Would you find each line in the entries below with the string "fields" and copy it?
>>
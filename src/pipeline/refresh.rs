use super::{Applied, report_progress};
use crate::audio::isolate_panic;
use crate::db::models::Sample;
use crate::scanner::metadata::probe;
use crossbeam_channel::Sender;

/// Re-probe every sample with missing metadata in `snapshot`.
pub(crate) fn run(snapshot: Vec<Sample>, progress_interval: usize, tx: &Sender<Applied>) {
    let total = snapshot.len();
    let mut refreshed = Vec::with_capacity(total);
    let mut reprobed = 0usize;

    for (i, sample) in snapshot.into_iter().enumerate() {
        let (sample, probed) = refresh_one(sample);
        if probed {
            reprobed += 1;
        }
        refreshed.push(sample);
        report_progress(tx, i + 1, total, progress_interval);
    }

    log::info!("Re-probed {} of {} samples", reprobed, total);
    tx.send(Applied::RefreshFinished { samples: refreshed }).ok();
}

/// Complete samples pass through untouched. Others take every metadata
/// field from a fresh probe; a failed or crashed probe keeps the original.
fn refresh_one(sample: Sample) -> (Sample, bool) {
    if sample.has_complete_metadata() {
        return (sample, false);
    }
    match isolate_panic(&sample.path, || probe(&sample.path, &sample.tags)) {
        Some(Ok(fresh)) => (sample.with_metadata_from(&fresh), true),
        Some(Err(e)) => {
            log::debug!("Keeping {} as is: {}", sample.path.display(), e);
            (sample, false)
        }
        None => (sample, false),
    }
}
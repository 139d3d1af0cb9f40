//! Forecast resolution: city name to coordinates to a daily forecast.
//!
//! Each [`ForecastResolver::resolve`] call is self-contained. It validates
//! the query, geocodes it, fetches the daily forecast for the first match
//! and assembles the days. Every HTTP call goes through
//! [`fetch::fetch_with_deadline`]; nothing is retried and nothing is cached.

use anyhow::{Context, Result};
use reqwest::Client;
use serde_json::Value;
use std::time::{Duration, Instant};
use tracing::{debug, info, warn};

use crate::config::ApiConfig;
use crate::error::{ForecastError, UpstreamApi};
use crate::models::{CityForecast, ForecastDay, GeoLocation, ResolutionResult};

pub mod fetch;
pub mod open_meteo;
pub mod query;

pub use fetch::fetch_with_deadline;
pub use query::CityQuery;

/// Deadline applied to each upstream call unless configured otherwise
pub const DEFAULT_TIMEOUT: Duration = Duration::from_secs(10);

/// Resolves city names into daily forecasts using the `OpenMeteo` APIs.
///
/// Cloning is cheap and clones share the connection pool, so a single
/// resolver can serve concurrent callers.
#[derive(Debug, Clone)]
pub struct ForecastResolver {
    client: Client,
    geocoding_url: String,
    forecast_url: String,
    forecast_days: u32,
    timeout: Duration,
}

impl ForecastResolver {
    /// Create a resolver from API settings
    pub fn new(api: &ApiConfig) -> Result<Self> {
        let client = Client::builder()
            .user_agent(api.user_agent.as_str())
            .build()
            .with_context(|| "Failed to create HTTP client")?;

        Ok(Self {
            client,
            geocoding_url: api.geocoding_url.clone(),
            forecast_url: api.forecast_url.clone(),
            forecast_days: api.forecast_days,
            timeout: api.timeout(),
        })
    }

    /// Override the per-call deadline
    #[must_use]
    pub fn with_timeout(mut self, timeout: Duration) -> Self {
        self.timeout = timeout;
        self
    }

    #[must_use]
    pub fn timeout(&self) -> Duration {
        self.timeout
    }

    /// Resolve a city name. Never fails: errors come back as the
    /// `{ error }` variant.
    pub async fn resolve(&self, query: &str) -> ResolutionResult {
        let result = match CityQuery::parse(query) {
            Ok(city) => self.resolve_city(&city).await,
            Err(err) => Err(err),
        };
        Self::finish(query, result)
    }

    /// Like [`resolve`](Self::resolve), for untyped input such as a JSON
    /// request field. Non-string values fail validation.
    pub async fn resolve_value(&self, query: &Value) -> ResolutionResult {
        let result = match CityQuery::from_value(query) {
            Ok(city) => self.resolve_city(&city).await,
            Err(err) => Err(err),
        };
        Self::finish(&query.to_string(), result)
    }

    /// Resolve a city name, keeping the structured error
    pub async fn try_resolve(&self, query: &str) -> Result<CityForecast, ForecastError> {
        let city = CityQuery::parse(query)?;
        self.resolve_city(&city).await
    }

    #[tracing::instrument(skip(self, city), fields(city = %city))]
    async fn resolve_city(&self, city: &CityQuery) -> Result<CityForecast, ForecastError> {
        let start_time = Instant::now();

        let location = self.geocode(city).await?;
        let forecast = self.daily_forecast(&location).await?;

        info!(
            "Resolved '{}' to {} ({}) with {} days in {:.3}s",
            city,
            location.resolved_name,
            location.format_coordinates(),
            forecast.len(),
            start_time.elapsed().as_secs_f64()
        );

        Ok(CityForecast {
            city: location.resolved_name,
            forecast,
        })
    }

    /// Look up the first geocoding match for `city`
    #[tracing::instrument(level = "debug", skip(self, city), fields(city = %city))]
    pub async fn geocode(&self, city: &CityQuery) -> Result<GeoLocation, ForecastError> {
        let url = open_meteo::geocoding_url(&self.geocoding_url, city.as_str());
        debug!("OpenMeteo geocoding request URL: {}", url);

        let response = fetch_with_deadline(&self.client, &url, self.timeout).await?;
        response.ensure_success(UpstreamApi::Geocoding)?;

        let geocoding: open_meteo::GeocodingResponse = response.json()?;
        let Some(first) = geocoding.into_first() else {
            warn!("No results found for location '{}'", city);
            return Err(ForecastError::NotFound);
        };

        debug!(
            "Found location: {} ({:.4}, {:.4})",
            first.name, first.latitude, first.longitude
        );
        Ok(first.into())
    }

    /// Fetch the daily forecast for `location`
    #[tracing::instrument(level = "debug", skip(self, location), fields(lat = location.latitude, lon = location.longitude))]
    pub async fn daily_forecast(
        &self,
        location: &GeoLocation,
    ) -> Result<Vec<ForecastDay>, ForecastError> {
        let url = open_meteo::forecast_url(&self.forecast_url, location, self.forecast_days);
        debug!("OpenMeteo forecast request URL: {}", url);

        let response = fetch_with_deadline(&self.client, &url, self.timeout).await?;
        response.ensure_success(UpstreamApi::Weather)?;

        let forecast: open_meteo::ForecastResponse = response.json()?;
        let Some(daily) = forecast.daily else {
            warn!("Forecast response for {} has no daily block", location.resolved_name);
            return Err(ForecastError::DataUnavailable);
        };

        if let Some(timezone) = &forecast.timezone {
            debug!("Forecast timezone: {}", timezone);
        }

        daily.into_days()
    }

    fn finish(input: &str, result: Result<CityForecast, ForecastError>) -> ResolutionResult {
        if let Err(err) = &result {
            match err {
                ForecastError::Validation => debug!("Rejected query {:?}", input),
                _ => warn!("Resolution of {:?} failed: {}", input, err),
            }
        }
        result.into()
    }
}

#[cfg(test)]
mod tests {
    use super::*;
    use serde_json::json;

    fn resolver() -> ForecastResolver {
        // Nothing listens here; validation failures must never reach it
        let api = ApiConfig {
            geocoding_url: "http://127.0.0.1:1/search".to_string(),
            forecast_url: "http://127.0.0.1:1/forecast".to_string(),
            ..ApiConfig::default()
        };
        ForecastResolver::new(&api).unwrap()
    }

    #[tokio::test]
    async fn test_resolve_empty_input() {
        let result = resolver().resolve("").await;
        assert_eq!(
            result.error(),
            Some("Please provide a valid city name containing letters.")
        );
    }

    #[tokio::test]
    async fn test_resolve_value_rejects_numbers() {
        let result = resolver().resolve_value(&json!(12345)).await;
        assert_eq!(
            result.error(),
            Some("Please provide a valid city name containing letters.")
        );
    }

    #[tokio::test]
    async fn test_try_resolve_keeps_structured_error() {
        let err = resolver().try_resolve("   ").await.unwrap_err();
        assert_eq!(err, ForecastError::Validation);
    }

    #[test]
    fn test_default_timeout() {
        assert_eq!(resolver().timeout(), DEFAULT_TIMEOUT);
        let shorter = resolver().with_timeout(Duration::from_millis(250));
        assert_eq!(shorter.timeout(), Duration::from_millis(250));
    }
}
<<
■ **TASK SOLUTION**:
    #[tracing::instrument(skip(self, city), fields(city = %city))]
    #[tracing::instrument(level = "debug", skip(self, city), fields(city = %city))]
    #[tracing::instrument(level = "debug", skip(self, location), fields(lat = location.latitude, lon = location.longitude))]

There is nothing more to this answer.